The statement, released to the ASX by McGrath Real Estate, sees McGrath denying the claim that he has been using company money to fund his expensive gambling habit.
McGrath admits he has an account with a bookmaker but says the account is not secured by his shares in the company.
The full statement is below:
"I am a person who values my privacy, and generally seek to avoid commenting publically on adverse media relating to me. However, the ridiculous recent press coverage seeking to link matters which are personal to me with McGrath Limited is distracting attention from the important work of the Company, to a point where I have concluded I need to make a statement to clear the air.
Like many Australians, I enjoy a punt. I have a credit account with a bookmaker for this purpose. That account is not secured by, or otherwise connected with, my shares in the Company. The account is well within my means in the context of my net wealth. I am in full compliance with the terms of that account. I have never, and would never, let what I choose to do in my personal time impact upon the Company.

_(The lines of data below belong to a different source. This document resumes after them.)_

//! Line styles and zoom-dependent opacity.

use crate::road::QualityBucket;

/// Visual attributes of a drawn road.
#[derive(Debug, Clone, Copy, PartialEq)]
pub struct RoadStyle {
    pub color: &'static str,
    pub weight: f64,
    pub opacity: f64,
    /// Dash pattern, `None` for a solid line
    pub dash: Option<&'static str>,
}

impl RoadStyle {
    pub fn with_opacity(mut self, opacity: f64) -> Self {
        self.opacity = opacity;
        self
    }

    pub fn is_dashed(&self) -> bool {
        self.dash.is_some()
    }
}

pub const EXCELLENT_STYLE: RoadStyle = RoadStyle {
    color: "#000000",
    weight: 3.0,
    opacity: 0.8,
    dash: None,
};

pub const GOOD_STYLE: RoadStyle = RoadStyle {
    color: "#000000",
    weight: 3.0,
    opacity: 0.8,
    dash: Some("5, 5"),
};

pub const POOR_STYLE: RoadStyle = RoadStyle {
    color: "#dc2626",
    weight: 3.0,
    opacity: 0.8,
    dash: None,
};

pub const UNKNOWN_STYLE: RoadStyle = RoadStyle {
    color: "#2563eb",
    weight: 3.0,
    opacity: 0.6,
    dash: None,
};

/// Style of the selected road.
pub const HIGHLIGHT_STYLE: RoadStyle = RoadStyle {
    color: "#8b5cf6",
    weight: 4.0,
    opacity: 1.0,
    dash: None,
};

/// Base style for a quality bucket.
pub fn bucket_style(bucket: QualityBucket) -> RoadStyle {
    match bucket {
        QualityBucket::Excellent => EXCELLENT_STYLE,
        QualityBucket::Good => GOOD_STYLE,
        QualityBucket::Poor => POOR_STYLE,
        QualityBucket::Unknown => UNKNOWN_STYLE,
    }
}

/// Default minimum zoom at which roads are drawn at all.
pub const DEFAULT_MIN_VISIBLE_ZOOM: f64 = 7.0;

/// Default zoom at which fading in starts.
pub const DEFAULT_FADE_START_ZOOM: f64 = 8.0;

/// Default number of zoom levels over which roads fade to full opacity.
pub const DEFAULT_FADE_SPAN: f64 = 4.0;

/// Default opacity floor once roads are visible.
pub const DEFAULT_MIN_OPACITY: f64 = 0.3;

/// Initial zoom of a fresh engine.
pub const DEFAULT_ZOOM: f64 = 8.0;

/// Visibility thresholds for the render engine.
#[derive(Debug, Clone, PartialEq)]
pub struct RenderConfig {
    pub min_visible_zoom: f64,
    pub fade_start_zoom: f64,
    pub fade_span: f64,
    pub min_opacity: f64,
}

impl Default for RenderConfig {
    fn default() -> Self {
        Self {
            min_visible_zoom: DEFAULT_MIN_VISIBLE_ZOOM,
            fade_start_zoom: DEFAULT_FADE_START_ZOOM,
            fade_span: DEFAULT_FADE_SPAN,
            min_opacity: DEFAULT_MIN_OPACITY,
        }
    }
}

impl RenderConfig {
    pub fn with_min_visible_zoom(mut self, zoom: f64) -> Self {
        self.min_visible_zoom = zoom;
        self
    }

    pub fn with_fade(mut self, start_zoom: f64, span: f64) -> Self {
        self.fade_start_zoom = start_zoom;
        self.fade_span = span;
        self
    }

    pub fn with_min_opacity(mut self, opacity: f64) -> Self {
        self.min_opacity = opacity;
        self
    }

    /// Opacity multiplier at `zoom`: zero below the visibility threshold,
    /// otherwise a linear fade clamped to `[min_opacity, 1]`.
    pub fn zoom_factor(&self, zoom: f64) -> f64 {
        if zoom < self.min_visible_zoom {
            return 0.0;
        }
        let span = if self.fade_span > 0.0 { self.fade_span } else { 1.0 };
        ((zoom - self.fade_start_zoom) / span).clamp(self.min_opacity.min(1.0), 1.0)
    }

    /// Check the thresholds are usable.
    pub fn validate(&self) -> Result<(), String> {
        if !(0.0..=1.0).contains(&self.min_opacity) {
            return Err(format!(
                "min_opacity must be between 0 and 1, got {}",
                self.min_opacity
            ));
        }
        if self.fade_span <= 0.0 {
            return Err(format!("fade_span must be positive, got {}", self.fade_span));
        }
        Ok(())
    }
}

#[cfg(test)]
mod tests {
    use super::*;

    fn close(a: f64, b: f64) -> bool {
        (a - b).abs() < 1e-9
    }

    #[test]
    fn test_bucket_styles() {
        assert_eq!(bucket_style(QualityBucket::Excellent).color, "#000000");
        assert!(!bucket_style(QualityBucket::Excellent).is_dashed());
        assert_eq!(bucket_style(QualityBucket::Good).dash, Some("5, 5"));
        assert_eq!(bucket_style(QualityBucket::Poor).color, "#dc2626");
        assert!(close(bucket_style(QualityBucket::Unknown).opacity, 0.6));
        assert!(close(HIGHLIGHT_STYLE.weight, 4.0));
    }

    #[test]
    fn test_zoom_factor_hidden_below_threshold() {
        let config = RenderConfig::default();
        assert_eq!(config.zoom_factor(6.9), 0.0);
        assert_eq!(config.zoom_factor(0.0), 0.0);
    }

    #[test]
    fn test_zoom_factor_fades_in() {
        let config = RenderConfig::default();
        assert!(close(config.zoom_factor(7.0), 0.3));
        assert!(close(config.zoom_factor(8.0), 0.3));
        assert!(close(config.zoom_factor(10.0), 0.5));
        assert!(close(config.zoom_factor(12.0), 1.0));
        assert!(close(config.zoom_factor(18.0), 1.0));
    }

    #[test]
    fn test_custom_thresholds() {
        let config = RenderConfig::default()
            .with_min_visible_zoom(5.0)
            .with_fade(6.0, 2.0)
            .with_min_opacity(0.1);
        assert!(close(config.zoom_factor(5.0), 0.1));
        assert!(close(config.zoom_factor(7.0), 0.5));
        assert!(config.validate().is_ok());
    }

    #[test]
    fn test_validate_rejects_bad_values() {
        assert!(RenderConfig::default().with_min_opacity(1.5).validate().is_err());
        assert!(RenderConfig::default().with_fade(8.0, 0.0).validate().is_err());
    }
}
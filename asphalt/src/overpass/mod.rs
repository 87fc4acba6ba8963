//! Region data fetcher backed by the Overpass API.
//!
//! Builds a per-region Overpass QL query, runs it against a prioritized list
//! of interpreter endpoints with retry and failover, and normalizes the
//! returned ways into [`RoadFeature`](crate::road::RoadFeature)s.

mod config;
mod error;
mod fetcher;
mod query;
mod response;
mod transport;

pub use config::{
    FetcherConfig, DEFAULT_ATTEMPTS_PER_ENDPOINT, DEFAULT_ENDPOINTS, DEFAULT_REQUEST_TIMEOUT,
    DEFAULT_RETRY_DELAY, DEFAULT_SERVER_TIMEOUT_SECS,
};
pub use error::FetchError;
pub use fetcher::{EndpointStatus, RegionFetcher, RegionSource};
pub use query::{build_region_query, ROAD_CLASSES};
pub use response::{to_feature, to_features, OverpassElement, OverpassResponse};
pub use transport::{OverpassTransport, ReqwestTransport, TransportError, TransportResponse};
//! Outcomes of coordinator operations and failure classification.

use std::fmt;
use std::time::Duration;

use crate::cache::format_age;
use crate::overpass::FetchError;
use crate::region::RegionKey;
use crate::render::RoadCounts;

/// User-facing category of a failed fetch.
#[derive(Debug, Clone, Copy, PartialEq, Eq)]
pub enum FailureKind {
    Timeout,
    /// HTTP 504 from an endpoint
    GatewayTimeout,
    /// HTTP 429 from an endpoint
    RateLimited,
    Network,
    /// Any other HTTP 5xx
    Server,
    Configuration,
    Other,
}

impl FailureKind {
    /// Classify by the underlying cause of `error`.
    pub fn classify(error: &FetchError) -> Self {
        match error.root_cause() {
            FetchError::Configuration(_) => FailureKind::Configuration,
            FetchError::Timeout { .. } => FailureKind::Timeout,
            FetchError::HttpStatus { status: 504, .. } => FailureKind::GatewayTimeout,
            FetchError::HttpStatus { status: 429, .. } => FailureKind::RateLimited,
            FetchError::HttpStatus { status, .. } if *status >= 500 => FailureKind::Server,
            FetchError::Network { .. } => FailureKind::Network,
            _ => FailureKind::Other,
        }
    }

    pub fn as_str(&self) -> &'static str {
        match self {
            FailureKind::Timeout => "timeout",
            FailureKind::GatewayTimeout => "gateway timeout",
            FailureKind::RateLimited => "rate limited",
            FailureKind::Network => "network",
            FailureKind::Server => "server error",
            FailureKind::Configuration => "configuration",
            FailureKind::Other => "error",
        }
    }

    /// Explanation suitable for an end user.
    pub fn message(&self) -> &'static str {
        match self {
            FailureKind::Timeout => {
                "The Overpass servers did not answer in time. Large regions can take several minutes; try again later."
            }
            FailureKind::GatewayTimeout => {
                "The Overpass servers are overloaded (gateway timeout). Try again in a few minutes."
            }
            FailureKind::RateLimited => {
                "Too many requests to the Overpass servers. Wait a moment before refreshing again."
            }
            FailureKind::Network => {
                "Could not reach the Overpass servers. Check your internet connection."
            }
            FailureKind::Server => "The Overpass servers reported an error. Try again later.",
            FailureKind::Configuration => {
                "The request could not be built. Check the region and configuration."
            }
            FailureKind::Other => "Error while fetching road data.",
        }
    }
}

impl fmt::Display for FailureKind {
    fn fmt(&self, f: &mut fmt::Formatter<'_>) -> fmt::Result {
        f.write_str(self.as_str())
    }
}

/// Result of showing a region from the cache.
#[derive(Debug, Clone, PartialEq)]
pub enum LoadOutcome {
    Displayed { region: RegionKey, counts: RoadCounts },
    /// Nothing usable cached; the display is unchanged.
    NotCached { region: RegionKey },
}

impl LoadOutcome {
    pub fn message(&self) -> String {
        match self {
            LoadOutcome::Displayed { region, counts } => {
                format!("Loaded {} from cache: {}", region, counts)
            }
            LoadOutcome::NotCached { region } => {
                format!("No cached data for {}. Refresh to fetch it.", region)
            }
        }
    }
}

/// Result of a forced refresh.
#[derive(Debug, Clone, PartialEq)]
pub enum RefreshOutcome {
    /// Another refresh is in flight.
    Rejected,
    /// The region has no matching roads. The empty result is displayed.
    NoData { region: RegionKey, cached: bool },
    Fetched {
        region: RegionKey,
        counts: RoadCounts,
        /// Whether the result was persisted
        cached: bool,
    },
    /// The fetch failed and an older cached copy is displayed instead.
    StaleFallback {
        region: RegionKey,
        counts: RoadCounts,
        kind: FailureKind,
        age: Duration,
    },
    /// The fetch failed and nothing cached was available.
    Failed {
        region: RegionKey,
        kind: FailureKind,
        message: String,
    },
}

impl RefreshOutcome {
    pub fn is_success(&self) -> bool {
        matches!(self, RefreshOutcome::Fetched { .. } | RefreshOutcome::NoData { .. })
    }

    pub fn counts(&self) -> Option<RoadCounts> {
        match self {
            RefreshOutcome::Fetched { counts, .. }
            | RefreshOutcome::StaleFallback { counts, .. } => Some(*counts),
            RefreshOutcome::NoData { .. } => Some(RoadCounts::default()),
            _ => None,
        }
    }

    pub fn message(&self) -> String {
        match self {
            RefreshOutcome::Rejected => "A refresh is already in progress.".to_string(),
            RefreshOutcome::NoData { region, .. } => {
                format!("No road data for {}.", region)
            }
            RefreshOutcome::Fetched { region, counts, cached } => {
                let mut message = format!("Fetched {} from Overpass: {}", region, counts);
                if !*cached {
                    message.push_str(" (not saved to cache)");
                }
                message
            }
            RefreshOutcome::StaleFallback {
                region,
                counts,
                kind,
                age,
            } => format!(
                "{} Showing cached data for {} from {} ago: {}",
                kind.message(),
                region,
                format_age(*age),
                counts
            ),
            RefreshOutcome::Failed { message, .. } => message.clone(),
        }
    }
}
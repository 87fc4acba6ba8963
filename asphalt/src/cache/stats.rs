//! Cache statistics and human-readable formatting.

use std::time::Duration;

use crate::region::RegionKey;

/// Per-entry statistics.
#[derive(Debug, Clone, PartialEq)]
pub struct EntryStats {
    pub key: RegionKey,
    pub timestamp: i64,
    pub age: Duration,
    pub expired: bool,
    pub bytes: u64,
    /// `None` when the entry could not be decoded
    pub features: Option<usize>,
    pub format_version: String,
}

/// Snapshot of the cache contents.
#[derive(Debug, Clone, Default, PartialEq)]
pub struct CacheStats {
    /// Entries sorted oldest first
    pub entries: Vec<EntryStats>,
    pub total_bytes: u64,
    pub quota_bytes: usize,
}

impl CacheStats {
    pub fn entry_count(&self) -> usize {
        self.entries.len()
    }

    pub fn oldest(&self) -> Option<&EntryStats> {
        self.entries.first()
    }

    pub fn newest(&self) -> Option<&EntryStats> {
        self.entries.last()
    }

    pub fn expired_count(&self) -> usize {
        self.entries.iter().filter(|e| e.expired).count()
    }

    /// Fraction of the quota in use (0.0 to 1.0+).
    pub fn usage(&self) -> f64 {
        if self.quota_bytes == 0 {
            0.0
        } else {
            self.total_bytes as f64 / self.quota_bytes as f64
        }
    }
}

/// Age as `"2d 3h"`, `"4h 12m"` or `"7m"`.
pub fn format_age(age: Duration) -> String {
    let total_minutes = age.as_secs() / 60;
    let hours = total_minutes / 60;
    let minutes = total_minutes % 60;

    if hours > 24 {
        format!("{}d {}h", hours / 24, hours % 24)
    } else if hours > 0 {
        format!("{}h {}m", hours, minutes)
    } else {
        format!("{}m", minutes)
    }
}

/// Byte count with one decimal, e.g. `"1.5 MB"`.
pub fn format_data_size(bytes: u64) -> String {
    const UNITS: [&str; 4] = ["B", "KB", "MB", "GB"];

    if bytes == 0 {
        return "0 B".to_string();
    }

    let mut value = bytes as f64;
    let mut unit = 0;
    while value >= 1024.0 && unit < UNITS.len() - 1 {
        value /= 1024.0;
        unit += 1;
    }

    let rounded = (value * 10.0).round() / 10.0;
    if rounded.fract() == 0.0 {
        format!("{} {}", rounded as u64, UNITS[unit])
    } else {
        format!("{:.1} {}", rounded, UNITS[unit])
    }
}

#[cfg(test)]
mod tests {
    use super::*;

    const MINUTE: u64 = 60;
    const HOUR: u64 = 60 * MINUTE;

    #[test]
    fn test_format_age_minutes() {
        assert_eq!(format_age(Duration::from_secs(0)), "0m");
        assert_eq!(format_age(Duration::from_secs(7 * MINUTE + 30)), "7m");
    }

    #[test]
    fn test_format_age_hours() {
        assert_eq!(format_age(Duration::from_secs(4 * HOUR + 12 * MINUTE)), "4h 12m");
        assert_eq!(format_age(Duration::from_secs(24 * HOUR)), "24h 0m");
    }

    #[test]
    fn test_format_age_days() {
        assert_eq!(format_age(Duration::from_secs(51 * HOUR)), "2d 3h");
    }

    #[test]
    fn test_format_data_size() {
        assert_eq!(format_data_size(0), "0 B");
        assert_eq!(format_data_size(512), "512 B");
        assert_eq!(format_data_size(1024), "1 KB");
        assert_eq!(format_data_size(1536), "1.5 KB");
        assert_eq!(format_data_size(5 * 1024 * 1024), "5 MB");
    }

    #[test]
    fn test_oldest_newest() {
        let entry = |key: &str, ts: i64| EntryStats {
            key: RegionKey::new(key),
            timestamp: ts,
            age: Duration::ZERO,
            expired: false,
            bytes: 10,
            features: Some(1),
            format_version: "2.0".to_string(),
        };
        let stats = CacheStats {
            entries: vec![entry("a", 1), entry("b", 2)],
            total_bytes: 20,
            quota_bytes: 100,
        };
        assert_eq!(stats.oldest().unwrap().key.as_str(), "a");
        assert_eq!(stats.newest().unwrap().key.as_str(), "b");
        assert!((stats.usage() - 0.2).abs() < f64::EPSILON);
    }
}
//! Edit command - submits a smoothness correction for one road.
//!
//! The region must already be cached: the road is looked up in the
//! displayed data, written through the OpenStreetMap API, and the local
//! copy updated once the server accepts the change.

use asphalt::coordinator::LoadOutcome;
use asphalt::osm::EditError;
use asphalt::road::smoothness_label;
use tracing::info;

use crate::error::CliError;
use crate::runner::CliRunner;

/// Run the edit command.
pub async fn run(
    runner: &CliRunner,
    region: &str,
    way_id: u64,
    smoothness: &str,
) -> Result<(), CliError> {
    let key = runner.region(region)?;
    let coordinator = runner.coordinator()?;

    if let LoadOutcome::NotCached { region } = coordinator.load_region(&key) {
        return Err(CliError::NotCached(region));
    }

    {
        let mut render = coordinator.render();
        if !render.select(way_id) {
            return Err(CliError::Edit(EditError::UnknownFeature(way_id)));
        }
        if let Some(road) = render.selected() {
            println!("Selected: {}", road.tooltip());
        }
    }

    let client = runner.osm_client()?;
    if client.config().is_dev_server() {
        println!("Using the development API at {}", client.config().api_url);
    }

    let tokens = runner.config().token_source();
    let receipt = coordinator
        .submit_edit(&client, &tokens, way_id, smoothness)
        .await?;
    info!(
        way_id = receipt.way_id,
        changeset_id = receipt.changeset_id,
        "Edit submitted from CLI"
    );

    let previous = receipt.old_smoothness.as_deref().unwrap_or("(none)");
    println!(
        "Updated way {}: {} -> {} (version {}, changeset {})",
        receipt.way_id, previous, receipt.new_smoothness, receipt.new_version, receipt.changeset_id
    );

    let render = coordinator.render();
    if let Some(road) = render.feature(way_id) {
        let label = smoothness_label(&receipt.new_smoothness)
            .map(|(_, english)| english)
            .unwrap_or(receipt.new_smoothness.as_str());
        println!("Now shown as: {} ({})", road.quality_bucket(), label);
    }

    Ok(())
}
//! Configuration management CLI commands.

use asphalt::config::{config_file_path, ConfigFile};
use clap::Subcommand;

use crate::error::CliError;

/// Config subcommands.
#[derive(Debug, Subcommand)]
pub enum ConfigCommands {
    /// Show the configuration file path
    Path,

    /// Print the effective configuration (file values over defaults)
    Show,

    /// Write a commented configuration file with default values
    Init {
        /// Overwrite an existing file
        #[arg(long)]
        force: bool,
    },
}

/// Run a config subcommand.
///
/// These commands work before logging is set up, so a broken config file
/// can still be located and replaced.
pub fn run(command: ConfigCommands) -> Result<(), CliError> {
    match command {
        ConfigCommands::Path => run_path(),
        ConfigCommands::Show => run_show(),
        ConfigCommands::Init { force } => run_init(force),
    }
}

/// Show the configuration file path.
fn run_path() -> Result<(), CliError> {
    println!("{}", config_file_path().display());
    Ok(())
}

/// Print the effective configuration as INI.
fn run_show() -> Result<(), CliError> {
    let path = config_file_path();
    let config = ConfigFile::load_from(&path)?;

    if path.exists() {
        println!("; Loaded from {}", path.display());
    } else {
        println!("; No file at {}, showing defaults", path.display());
    }
    print!("{}", redact_token(&config).to_ini_string());
    Ok(())
}

/// Create the configuration file.
fn run_init(force: bool) -> Result<(), CliError> {
    let path = config_file_path();

    if force && path.exists() {
        ConfigFile::default().save_to(&path)?;
        println!("Configuration reset to defaults: {}", path.display());
        return Ok(());
    }

    if ConfigFile::ensure_exists_at(&path)? {
        println!("Created configuration file: {}", path.display());
    } else {
        println!("Configuration file already exists: {}", path.display());
        println!("Use --force to overwrite it with defaults.");
    }
    Ok(())
}

/// Copy of `config` with the access token masked.
fn redact_token(config: &ConfigFile) -> ConfigFile {
    let mut shown = config.clone();
    if shown.osm.access_token.is_some() {
        shown.osm.access_token = Some("********".to_string());
    }
    shown
}

#[cfg(test)]
mod tests {
    use super::*;

    #[test]
    fn test_redact_token() {
        let mut config = ConfigFile::default();
        assert!(redact_token(&config).osm.access_token.is_none());

        config.osm.access_token = Some("real-secret".to_string());
        let shown = redact_token(&config).to_ini_string();
        assert!(!shown.contains("real-secret"));
        assert!(shown.contains("access_token = ********"));
    }
}
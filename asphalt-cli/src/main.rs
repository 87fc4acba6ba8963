//! Asphalt CLI - Command-line interface
//!
//! This binary drives the Asphalt library: it lists regions, fetches and
//! caches their roads, reports quality counts and submits smoothness edits.

mod commands;
mod error;
mod runner;

use clap::{Parser, Subcommand};

use commands::cache::CacheAction;
use commands::config::ConfigCommands;
use error::CliError;
use runner::CliRunner;

#[derive(Parser)]
#[command(name = "asphalt")]
#[command(version = asphalt::VERSION)]
#[command(about = "Road surface quality for Polish voivodeships", long_about = None)]
struct Cli {
    /// Enable debug logging (also mirrored to stdout)
    #[arg(long, global = true)]
    debug: bool,

    #[command(subcommand)]
    command: Commands,
}

#[derive(Subcommand)]
enum Commands {
    /// List the selectable regions and whether they are cached
    Regions,

    /// Show a region from the cache without contacting Overpass
    Load {
        /// Region key (e.g. opolskie)
        region: String,
    },

    /// Fetch a region from Overpass, cache it and show its counts
    ///
    /// Endpoints are tried in order. If all of them fail and an older copy
    /// is cached, that copy is shown instead.
    Refresh {
        /// Region key (e.g. opolskie)
        region: String,
    },

    /// Manage the region cache
    Cache {
        #[command(subcommand)]
        action: CacheAction,
    },

    /// Correct the smoothness tag of one road in OpenStreetMap
    ///
    /// The region must be cached. Requires an access token in config.ini
    /// or the ASPHALT_OSM_TOKEN environment variable.
    Edit {
        /// Region key the road belongs to
        region: String,

        /// OpenStreetMap way id
        way_id: u64,

        /// New value: excellent, good, intermediate, bad, very_bad,
        /// horrible, very_horrible or impassable
        smoothness: String,
    },

    /// View or create the configuration file
    Config {
        #[command(subcommand)]
        command: ConfigCommands,
    },

    /// Show setup details and probe each Overpass endpoint
    Diagnostics,
}

impl Commands {
    fn name(&self) -> &'static str {
        match self {
            Commands::Regions => "regions",
            Commands::Load { .. } => "load",
            Commands::Refresh { .. } => "refresh",
            Commands::Cache { .. } => "cache",
            Commands::Edit { .. } => "edit",
            Commands::Config { .. } => "config",
            Commands::Diagnostics => "diagnostics",
        }
    }
}

#[tokio::main]
async fn main() {
    let cli = Cli::parse();

    if let Err(e) = run(cli).await {
        e.exit();
    }
}

async fn run(cli: Cli) -> Result<(), CliError> {
    match cli.command {
        // Config commands must work even when the file cannot be parsed.
        Commands::Config { command } => commands::config::run(command),
        command => {
            let runner = CliRunner::with_debug(cli.debug)?;
            runner.log_startup(command.name());
            dispatch(&runner, command).await
        }
    }
}

async fn dispatch(runner: &CliRunner, command: Commands) -> Result<(), CliError> {
    match command {
        Commands::Regions => commands::regions::run(runner),
        Commands::Load { region } => commands::load::run(runner, &region),
        Commands::Refresh { region } => commands::refresh::run(runner, &region).await,
        Commands::Cache { action } => commands::cache::run(runner, action),
        Commands::Edit {
            region,
            way_id,
            smoothness,
        } => commands::edit::run(runner, &region, way_id, &smoothness).await,
        Commands::Config { command } => commands::config::run(command),
        Commands::Diagnostics => commands::diagnostics::run(runner).await,
    }
}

I dedicate more than 60 hours per week to my work for the Company I founded 30 years ago. I thank the great team at the Company for their support at what has been a personally challenging time for me. I will continue to focus my energies on the important work of improving performance, growing the Company and restoring shareholder value. I do not intend to comment further on this personal matter."
This statement from McGrath follows yesterday's release of his company's half year results. During the first half the company posted a loss of $25.5 million.
The initial controversy surrounding John McGrath stems from media speculation that McGrath is in debt to gambling company William Hill Australia to the tune of $16.2 million.
It was later alleged that McGrath was using a $100 million lending facility attached to his real estate business that was potentially funding his gambling habit.
Shares in McGrath remain in a trading halt.